— EXERCISE GOAL —
The response should be an exact copy of every record.

*-*-*

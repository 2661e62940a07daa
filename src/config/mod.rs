use anyhow::{Context, Result};
use serde::{Deserialize, Serialize};
use std::env;

/// Tuning knobs for the analytics engine.
///
/// Defaults match the production behavior: a 90-day rolling history, the
/// top 10 insights per analysis, and action/risk/opportunity lists capped
/// at 5 entries each.
#[derive(Debug, Clone, Serialize, Deserialize)]
pub struct AnalyzerConfig {
    pub retention_days: i64,
    pub max_insights: usize,
    pub max_recommendations: usize,
    pub max_risk_factors: usize,
    pub max_opportunities: usize,
}

impl AnalyzerConfig {
    pub fn load() -> Result<Self> {
        // Load .env file - this sets env vars that aren't already set
        dotenv::dotenv().ok();

        let config = AnalyzerConfig {
            retention_days: env::var("VENUEPULSE_RETENTION_DAYS")
                .unwrap_or_else(|_| "90".to_string())
                .parse()
                .context("Invalid VENUEPULSE_RETENTION_DAYS value")?,
            max_insights: env::var("VENUEPULSE_MAX_INSIGHTS")
                .unwrap_or_else(|_| "10".to_string())
                .parse()
                .context("Invalid VENUEPULSE_MAX_INSIGHTS value")?,
            max_recommendations: env::var("VENUEPULSE_MAX_RECOMMENDATIONS")
                .unwrap_or_else(|_| "5".to_string())
                .parse()
                .context("Invalid VENUEPULSE_MAX_RECOMMENDATIONS value")?,
            max_risk_factors: env::var("VENUEPULSE_MAX_RISK_FACTORS")
                .unwrap_or_else(|_| "5".to_string())
                .parse()
                .context("Invalid VENUEPULSE_MAX_RISK_FACTORS value")?,
            max_opportunities: env::var("VENUEPULSE_MAX_OPPORTUNITIES")
                .unwrap_or_else(|_| "5".to_string())
                .parse()
                .context("Invalid VENUEPULSE_MAX_OPPORTUNITIES value")?,
        };

        Ok(config)
    }
}

impl Default for AnalyzerConfig {
    fn default() -> Self {
        Self {
            retention_days: 90,
            max_insights: 10,
            max_recommendations: 5,
            max_risk_factors: 5,
            max_opportunities: 5,
        }
    }
}

#[cfg(test)]
mod tests {
    use super::*;

    #[test]
    fn test_default_config_matches_production_constants() {
        let config = AnalyzerConfig::default();
        assert_eq!(config.retention_days, 90);
        assert_eq!(config.max_insights, 10);
        assert_eq!(config.max_recommendations, 5);
        assert_eq!(config.max_risk_factors, 5);
        assert_eq!(config.max_opportunities, 5);
    }
}
// VenuePulse - Contextual Business Analytics Engine
// Ingests time-stamped operational metrics (sales, customer counts, ticket size),
// keeps a bounded rolling history, detects per-metric patterns, and turns them
// into ranked insights, KPIs, and tiered recommendations for venue operators.

#![deny(clippy::unwrap_used)]

pub mod analyzer;
pub mod cli;
pub mod config;
pub mod context;
pub mod errors;
pub mod history;
pub mod insights;
pub mod kpi;
pub mod patterns;
pub mod recommendations;

// Re-export commonly used items
pub use analyzer::{ContextAnalyzer, ContextualAnalysis};
pub use config::AnalyzerConfig;
pub use context::{BusinessContext, Season, VenueCategory};
pub use errors::{AnalysisError, AnalysisResult};
pub use history::{DataPoint, MetricHistoryStore, TimeRange};
pub use insights::{Impact, Insight, InsightType, Severity};
pub use kpi::{KpiBlock, PerformanceTier, TrendDirection};
pub use recommendations::Recommendations;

*-*-*

— ANSWER AREA —
repository 2661e62940a07daa
filename src/config/mod.rs
use anyhow::{Context, Result};
use serde::{Deserialize, Serialize};
use std::env;

/// Tuning knobs for the analytics engine.
///
/// Defaults match the production behavior: a 90-day rolling history, the
/// top 10 insights per analysis, and action/risk/opportunity lists capped
/// at 5 entries each.
#[derive(Debug, Clone, Serialize, Deserialize)]
pub struct AnalyzerConfig {
    pub retention_days: i64,
    pub max_insights: usize,
    pub max_recommendations: usize,
    pub max_risk_factors: usize,
    pub max_opportunities: usize,
}

impl AnalyzerConfig {
    pub fn load() -> Result<Self> {
        // Load .env file - this sets env vars that aren't already set
        dotenv::dotenv().ok();

        let config = AnalyzerConfig {
            retention_days: env::var("VENUEPULSE_RETENTION_DAYS")
                .unwrap_or_else(|_| "90".to_string())
                .parse()
                .context("Invalid VENUEPULSE_RETENTION_DAYS value")?,
            max_insights: env::var("VENUEPULSE_MAX_INSIGHTS")
                .unwrap_or_else(|_| "10".to_string())
                .parse()
                .context("Invalid VENUEPULSE_MAX_INSIGHTS value")?,
            max_recommendations: env::var("VENUEPULSE_MAX_RECOMMENDATIONS")
                .unwrap_or_else(|_| "5".to_string())
                .parse()
                .context("Invalid VENUEPULSE_MAX_RECOMMENDATIONS value")?,
            max_risk_factors: env::var("VENUEPULSE_MAX_RISK_FACTORS")
                .unwrap_or_else(|_| "5".to_string())
                .parse()
                .context("Invalid VENUEPULSE_MAX_RISK_FACTORS value")?,
            max_opportunities: env::var("VENUEPULSE_MAX_OPPORTUNITIES")
                .unwrap_or_else(|_| "5".to_string())
                .parse()
                .context("Invalid VENUEPULSE_MAX_OPPORTUNITIES value")?,
        };

        Ok(config)
    }
}

impl Default for AnalyzerConfig {
    fn default() -> Self {
        Self {
            retention_days: 90,
            max_insights: 10,
            max_recommendations: 5,
            max_risk_factors: 5,
            max_opportunities: 5,
        }
    }
}

#[cfg(test)]
mod tests {
    use super::*;

    #[test]
    fn test_default_config_matches_production_constants() {
        let config = AnalyzerConfig::default();
        assert_eq!(config.retention_days, 90);
        assert_eq!(config.max_insights, 10);
        assert_eq!(config.max_recommendations, 5);
        assert_eq!(config.max_risk_factors, 5);
        assert_eq!(config.max_opportunities, 5);
    }
}
// VenuePulse - Contextual Business Analytics Engine
// Ingests time-stamped operational metrics (sales, customer counts, ticket size),
// keeps a bounded rolling history, detects per-metric patterns, and turns them
// into ranked insights, KPIs, and tiered recommendations for venue operators.

#![deny(clippy::unwrap_used)]

pub mod analyzer;
pub mod cli;
pub mod config;
pub mod context;
pub mod errors;
pub mod history;
pub mod insights;
pub mod kpi;
pub mod patterns;
pub mod recommendations;

// Re-export commonly used items
pub use analyzer::{ContextAnalyzer, ContextualAnalysis};
pub use config::AnalyzerConfig;
pub use context::{BusinessContext, Season, VenueCategory};
pub use errors::{AnalysisError, AnalysisResult};
pub use history::{DataPoint, MetricHistoryStore, TimeRange};
pub use insights::{Impact, Insight, InsightType, Severity};
pub use kpi::{KpiBlock, PerformanceTier, TrendDirection};
pub use recommendations::Recommendations;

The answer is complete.